All exons of JAK2 and MPL were sequenced as described previously6. Whole-exome sequencing was performed as described previously29. ClinVar30, gnomAD (https://gnomad.broadinstitute.org), and ToMMo-4.7KJPN in the Japanese Multi Omics Reference Panel (jMorp) (https://jmorp.megabank.tohoku.ac.jp/202001/) were used to search the frequencies of identified JAK2 and MPL noncanonical mutations in various races (Table S2).

STAT5 reporter assay

A STAT5 reporter assay was performed as described previously31. cDNA of JAK2 and MPL variants were subcloned into pcDNA3.1 plasmids, which were transfected and expressed in HEK293T cells. MPL was coexpressed with wild-type JAK2.

Statistics

Blood cell counts and biochemical parameters at the first visit prior to the treatment were analyzed. The durations for the development of fibrosis and leukemia were defined from the date of the first visit to that of the diagnosis of grade 2 or 3 fibrosis and to that of the detection of > 20% blasts in the peripheral blood or BM, respectively. Risk stratification according to the chromosome karyotype was defined according to a previous study13. The Kruskal–Wallis test/Steel–Dwass test (Table 1; Figs. 1C,E and F, 4C,D, 5B), one-way ANOVA/Tukey’s HSD test (Table 1; Fig. 1D), chi-square test/chi-square test with Bonferroni correction (Table 1), log-rank test (Fig. 2), and Student’s t test (Fig. 3) were used for statistical analysis. P values < 0.05 were considered to indicate statistical significance.

X-chromosome inactivation analysis

Peripheral blood mononuclear cells (PB-MNCs) and granulocytes (PB-Gs) were collected with Lymphosep Lymphocyte Separation Medium (MP Biomedicals) and Lymphocyte Separation Solution (Nacalai Tesque), respectively. CD3-positive cells were collected with the EasySep™ Human CD3 Positive Selection Kit II (STEMCELL Technologies) and expanded in complete medium supplemented with GTS™ OpTmizer™, CTS™ OpTmizer™ (Gibco™), L-glutamine (Gibco™), and human IL-2 (PeproTech). Genomic DNA was purified with the Gentra Puregene Blood Kit (QIAGEN). HUMARA assays, including fragment analysis by capillary electrophoresis using GeneMapper® software, were performed as previously described14,32.

Determination of the serum concentrations of TPO and IL-6

Serum samples were prepared by centrifugation at 1000 g for 15 min at room temperature and stored in a − 80 °C freezer until examination.
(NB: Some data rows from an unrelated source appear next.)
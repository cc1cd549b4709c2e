use std::io::{self, Write};
use thiserror::Error;

use super::Event;

#[derive(Error, Debug)]
pub enum EncodeError {
    #[error("unknown event type: {0}")]
    UnknownEventType(String),

    #[error("write failed: {0}")]
    Io(#[from] io::Error),
}

/// Encodes events to a sink, one line per event
pub struct Encoder<W> {
    sink: W,
}

impl<W: Write> Encoder<W> {
    pub fn new(sink: W) -> Self {
        Self { sink }
    }

    /// Encode one event. An unknown type fails before anything is written.
    pub fn encode(&mut self, event: &Event) -> Result<(), EncodeError> {
        let fields = event
            .event_type()
            .map(|ty| ty.fields())
            .filter(|fields| !fields.is_empty())
            .ok_or_else(|| EncodeError::UnknownEventType(event.kind.clone()))?;

        write!(self.sink, "{}", fields.len())?;
        for field in fields {
            write!(self.sink, "|{}={}", field.name(), event.value(*field))?;
        }
        self.sink.write_all(b"\n")?;
        Ok(())
    }

    pub fn get_ref(&self) -> &W {
        &self.sink
    }

    pub fn into_inner(self) -> W {
        self.sink
    }
}

/// Encode a single event with a fresh encoder
pub fn encode_event<W: Write>(event: &Event, sink: W) -> Result<(), EncodeError> {
    Encoder::new(sink).encode(event)
}
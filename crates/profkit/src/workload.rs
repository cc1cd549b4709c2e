//! Toy workloads driven under the profiler
//!
//! Login cases mimic production traffic: most logins succeed, a few use a
//! wrong password and fewer still name a user that does not exist.

use chrono::NaiveDateTime;
use rand::Rng;
use std::io::Write;

use crate::credentials::{Checker, CredentialStore, PasswordScheme};
use crate::error::Result;
use crate::events::{EncodeError, Event, EventType, encode_event};
use crate::profile::Profiler;

/// One login attempt
#[derive(Debug, Clone, Copy, PartialEq, Eq)]
pub struct LoginCase {
    pub user: &'static str,
    pub password: &'static str,
}

pub const VALID_LOGIN: LoginCase = LoginCase {
    user: "daffy",
    password: "rabbit season",
};

pub const UNKNOWN_USER: LoginCase = LoginCase {
    user: "tweety",
    password: "puddy tat",
};

pub const WRONG_PASSWORD: LoginCase = LoginCase {
    user: "daffy",
    password: "duck season",
};

/// Generate `n` login cases: 90% valid, the rest split 20/80 between an
/// unknown user and a wrong password.
pub fn gen_cases<R: Rng + ?Sized>(n: usize, rng: &mut R) -> Vec<LoginCase> {
    (0..n)
        .map(|_| {
            if rng.random::<f64>() > 0.1 {
                VALID_LOGIN
            } else if rng.random::<f64>() < 0.2 {
                UNKNOWN_USER
            } else {
                WRONG_PASSWORD
            }
        })
        .collect()
}

/// Login results of a benchmark run
#[derive(Debug, Default, Clone, Copy, PartialEq, Eq)]
pub struct LoginOutcome {
    pub accepted: u64,
    pub rejected: u64,
}

impl LoginOutcome {
    fn record(&mut self, accepted: bool) {
        if accepted {
            self.accepted += 1;
        } else {
            self.rejected += 1;
        }
    }

    pub fn total(&self) -> u64 {
        self.accepted + self.rejected
    }
}

/// Login with the lookup and the encoding profiled as separate calls
fn login<S: CredentialStore>(
    checker: &Checker<S>,
    case: &LoginCase,
    profiler: &Profiler,
) -> Result<bool> {
    let Some(stored) = profiler.call("user_passwd", || checker.lookup(case.user))? else {
        return Ok(false);
    };
    let encoded = profiler.call("encrypt_passwd", || checker.encode(case.password))?;
    Ok(encoded == stored)
}

/// Run every case through the checker, one profiled `login` call each
pub fn bench_login<S: CredentialStore>(
    checker: &Checker<S>,
    cases: &[LoginCase],
    profiler: &Profiler,
) -> Result<LoginOutcome> {
    profiler.call("bench_login", || -> Result<LoginOutcome> {
        let mut outcome = LoginOutcome::default();
        for case in cases {
            let accepted = profiler.call("login", || login(checker, case, profiler))?;
            outcome.record(accepted);
        }
        tracing::debug!(?outcome, "login benchmark finished");
        Ok(outcome)
    })
}

/// Same as [`bench_login`], but every statement of the login path is its own
/// profiled site, so the report reads line by line.
pub fn bench_login_lines<S: CredentialStore>(
    checker: &Checker<S>,
    cases: &[LoginCase],
    profiler: &Profiler,
) -> Result<LoginOutcome> {
    let mut outcome = LoginOutcome::default();
    for case in cases {
        let stored = profiler.call("login_lines", || checker.lookup(case.user))?;
        let Some(stored) = stored else {
            outcome.record(false);
            continue;
        };
        let encoded = profiler.call("login_lines", || checker.encode(case.password))?;
        let accepted = profiler.call("login_lines", || encoded == stored);
        outcome.record(accepted);
    }
    tracing::debug!(?outcome, "line-level login benchmark finished");
    Ok(outcome)
}

/// Run the same cases through one checker per scheme in a single profile.
/// Each scheme's logins land on their own `login_<scheme>` site.
pub fn bench_login_schemes<S: CredentialStore>(
    checkers: &[Checker<S>],
    cases: &[LoginCase],
    profiler: &Profiler,
) -> Result<Vec<LoginOutcome>> {
    checkers
        .iter()
        .map(|checker| {
            let scheme = checker.encoder().scheme();
            let site = login_site(scheme);
            let mut outcome = LoginOutcome::default();
            for case in cases {
                let accepted = profiler.call(site, || login(checker, case, profiler))?;
                outcome.record(accepted);
            }
            tracing::debug!(%scheme, ?outcome, "scheme login benchmark finished");
            Ok(outcome)
        })
        .collect()
}

fn login_site(scheme: PasswordScheme) -> &'static str {
    match scheme {
        PasswordScheme::Sha512Crypt => "login_sha512_crypt",
        PasswordScheme::Sha256 => "login_sha256",
    }
}

pub const EVENT_USER: &str = "bugs";
pub const EVENT_URL: &str = "/buy/carrot";
pub const EVENT_SITE: &str = "acme.com";

/// One event of each known type, all stamped `now`
pub fn sample_events(now: NaiveDateTime) -> Vec<Event> {
    EventType::ALL
        .iter()
        .map(|ty| Event::new(ty.as_str(), now, EVENT_USER, EVENT_URL, EVENT_SITE))
        .collect()
}

/// `events` repeated in order until `n` have been yielded
pub fn cycle_events(events: &[Event], n: usize) -> impl Iterator<Item = &Event> {
    events.iter().cycle().take(n)
}

/// Encode each event with a fresh encoder, profiling every call.
/// Returns the number of events written.
pub fn encode_events<'a, W: Write>(
    events: impl IntoIterator<Item = &'a Event>,
    sink: &mut W,
    profiler: &Profiler,
) -> std::result::Result<usize, EncodeError> {
    let mut written = 0;
    for event in events {
        profiler.call("encode_event", || encode_event(event, &mut *sink))?;
        written += 1;
    }
    Ok(written)
}

#[cfg(test)]
mod tests {
    use super::*;
    use crate::credentials::{DEFAULT_SALT, MemoryStore, PasswordEncoder};
    use crate::profile::SortKey;
    use chrono::NaiveDate;
    use rand::SeedableRng;
    use rand::rngs::StdRng;

    fn checker() -> Checker<MemoryStore> {
        let encoder = PasswordEncoder::new(PasswordScheme::Sha256, DEFAULT_SALT);
        let mut store = MemoryStore::new();
        store
            .insert(VALID_LOGIN.user, &encoder.encode(VALID_LOGIN.password).unwrap())
            .unwrap();
        Checker::new(store, encoder)
    }

    #[test]
    fn test_gen_cases_is_seeded() {
        let a = gen_cases(200, &mut StdRng::seed_from_u64(11));
        let b = gen_cases(200, &mut StdRng::seed_from_u64(11));
        assert_eq!(a, b);
        assert_eq!(a.len(), 200);
    }

    #[test]
    fn test_gen_cases_mix() {
        let cases = gen_cases(20_000, &mut StdRng::seed_from_u64(3));
        let frac = |c: LoginCase| {
            cases.iter().filter(|&&x| x == c).count() as f64 / cases.len() as f64
        };
        assert!((frac(VALID_LOGIN) - 0.9).abs() < 0.02);
        assert!((frac(UNKNOWN_USER) - 0.02).abs() < 0.01);
        assert!((frac(WRONG_PASSWORD) - 0.08).abs() < 0.015);
    }

    #[test]
    fn test_bench_login_outcome() {
        let checker = checker();
        let cases = [VALID_LOGIN, UNKNOWN_USER, WRONG_PASSWORD, VALID_LOGIN];
        let profiler = Profiler::new();
        let outcome = bench_login(&checker, &cases, &profiler).unwrap();
        assert_eq!(outcome, LoginOutcome { accepted: 2, rejected: 2 });

        let stats = profiler.stats(SortKey::Calls);
        let calls = |name: &str| {
            stats
                .iter()
                .filter(|s| s.location.function == name)
                .map(|s| s.calls)
                .sum::<u64>()
        };
        assert_eq!(calls("bench_login"), 1);
        assert_eq!(calls("login"), 4);
        assert_eq!(calls("user_passwd"), 4);
        // Unknown users never reach the encoder
        assert_eq!(calls("encrypt_passwd"), 3);
    }

    #[test]
    fn test_bench_login_lines_matches_bench_login() {
        let checker = checker();
        let cases = gen_cases(50, &mut StdRng::seed_from_u64(5));
        let a = bench_login(&checker, &cases, &Profiler::new()).unwrap();
        let profiler = Profiler::new();
        let b = bench_login_lines(&checker, &cases, &profiler).unwrap();
        assert_eq!(a, b);
        assert_eq!(a.total(), 50);

        let stats = profiler.stats(SortKey::Calls);
        assert_eq!(stats.len(), 3);
        assert!(stats.iter().all(|s| s.location.function == "login_lines"));
        assert_eq!(stats[0].calls, 50);
    }

    #[test]
    fn test_bench_login_schemes_side_by_side() {
        let checkers: Vec<Checker<MemoryStore>> = PasswordScheme::ALL
            .iter()
            .map(|&scheme| {
                let encoder = PasswordEncoder::new(scheme, DEFAULT_SALT);
                let mut store = MemoryStore::new();
                store
                    .insert(VALID_LOGIN.user, &encoder.encode(VALID_LOGIN.password).unwrap())
                    .unwrap();
                Checker::new(store, encoder)
            })
            .collect();
        let cases = [VALID_LOGIN, WRONG_PASSWORD, UNKNOWN_USER];
        let profiler = Profiler::new();
        let outcomes = bench_login_schemes(&checkers, &cases, &profiler).unwrap();

        let expected = LoginOutcome { accepted: 1, rejected: 2 };
        assert_eq!(outcomes, [expected, expected]);

        let stats = profiler.stats(SortKey::Calls);
        for site in ["login_sha512_crypt", "login_sha256"] {
            let site_stats: Vec<_> = stats.iter().filter(|s| s.location.function == site).collect();
            assert_eq!(site_stats.len(), 1);
            assert_eq!(site_stats[0].calls, 3);
        }
        let lookups: u64 = stats
            .iter()
            .filter(|s| s.location.function == "user_passwd")
            .map(|s| s.calls)
            .sum();
        assert_eq!(lookups, 6);
    }

    #[test]
    fn test_encode_events_cycles() {
        let now = NaiveDate::from_ymd_opt(2021, 3, 14)
            .unwrap()
            .and_hms_opt(12, 0, 0)
            .unwrap();
        let events = sample_events(now);
        assert_eq!(events.len(), 3);

        let mut out = Vec::new();
        let profiler = Profiler::new();
        let written = encode_events(cycle_events(&events, 10), &mut out, &profiler).unwrap();
        assert_eq!(written, 10);

        let text = String::from_utf8(out).unwrap();
        let lines: Vec<&str> = text.lines().collect();
        assert_eq!(lines.len(), 10);
        assert_eq!(lines[0], "2|time=2021-03-14T12:00:00|user=bugs");
        assert_eq!(lines[1], "3|time=2021-03-14T12:00:00|user=bugs|url=/buy/carrot");
        assert_eq!(lines[2], "3|user=bugs|url=/buy/carrot|site=acme.com");
        assert_eq!(lines[3], lines[0]);
        assert_eq!(profiler.total_calls(), 10);
    }

    #[test]
    fn test_encode_events_stops_at_unknown_type() {
        let now = NaiveDate::from_ymd_opt(2021, 3, 14)
            .unwrap()
            .and_hms_opt(12, 0, 0)
            .unwrap();
        let mut events = sample_events(now);
        events.insert(1, Event::new("scroll", now, "bugs", "/", "acme.com"));

        let mut out = Vec::new();
        let err = encode_events(&events, &mut out, &Profiler::new()).unwrap_err();
        assert!(matches!(err, EncodeError::UnknownEventType(_)));
        assert_eq!(String::from_utf8(out).unwrap().lines().count(), 1);
    }
}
To determine the levels of human TPO and IL-6, ELISAs were performed with the Human Thrombopoietin Quantikine ELISA Kit (R&D Systems) and the IL-6 Human Instant ELISA Kit (Invitrogen), respectively, according to the manufacturer’s instructions.

Human megakaryocyte colony formation assay

A Mk colony formation assay was performed as described previously33,34 with minor modifications. CD34-positive cells were purified from cryopreserved bone marrow mononuclear cells (BM-MNCs) using CD34 MicroBead Kit UltraPure (MACS Miltenyi Biotec). CD34-positive cells (5000) were cultured in a chamber (two-chamber slide, Matsunami) with serum-free collagen medium in the presence of 20 ng/mL human IL-3 (hIL-3) (Miltenyi Biotec) and human IL-6 (hIL-6) (Peprotech) and in the presence or absence of 50 ng/mL human thrombopoietin (hTPO) (Kyowa Kirin). The cultures were incubated at 37 °C in a humidified atmosphere of 5% CO2 in air for 12–14 days. Fixed cells were stained with anti-CD41 antibody (Clone HIP8, STEMCELL), biotin-conjugated anti-mouse IgG (Dako), streptavidin-conjugated alkaline phosphatase (Vector Laboratory), SIGMA FAST Red TR/naphthol AS-MX alkaline phosphatase substrate (Sigma), and Evans Blue (FUJIFILM Wako). BM-MNCs collected from lymphoma patients without BM infiltration and reactive thrombocytosis patients were used as negative controls.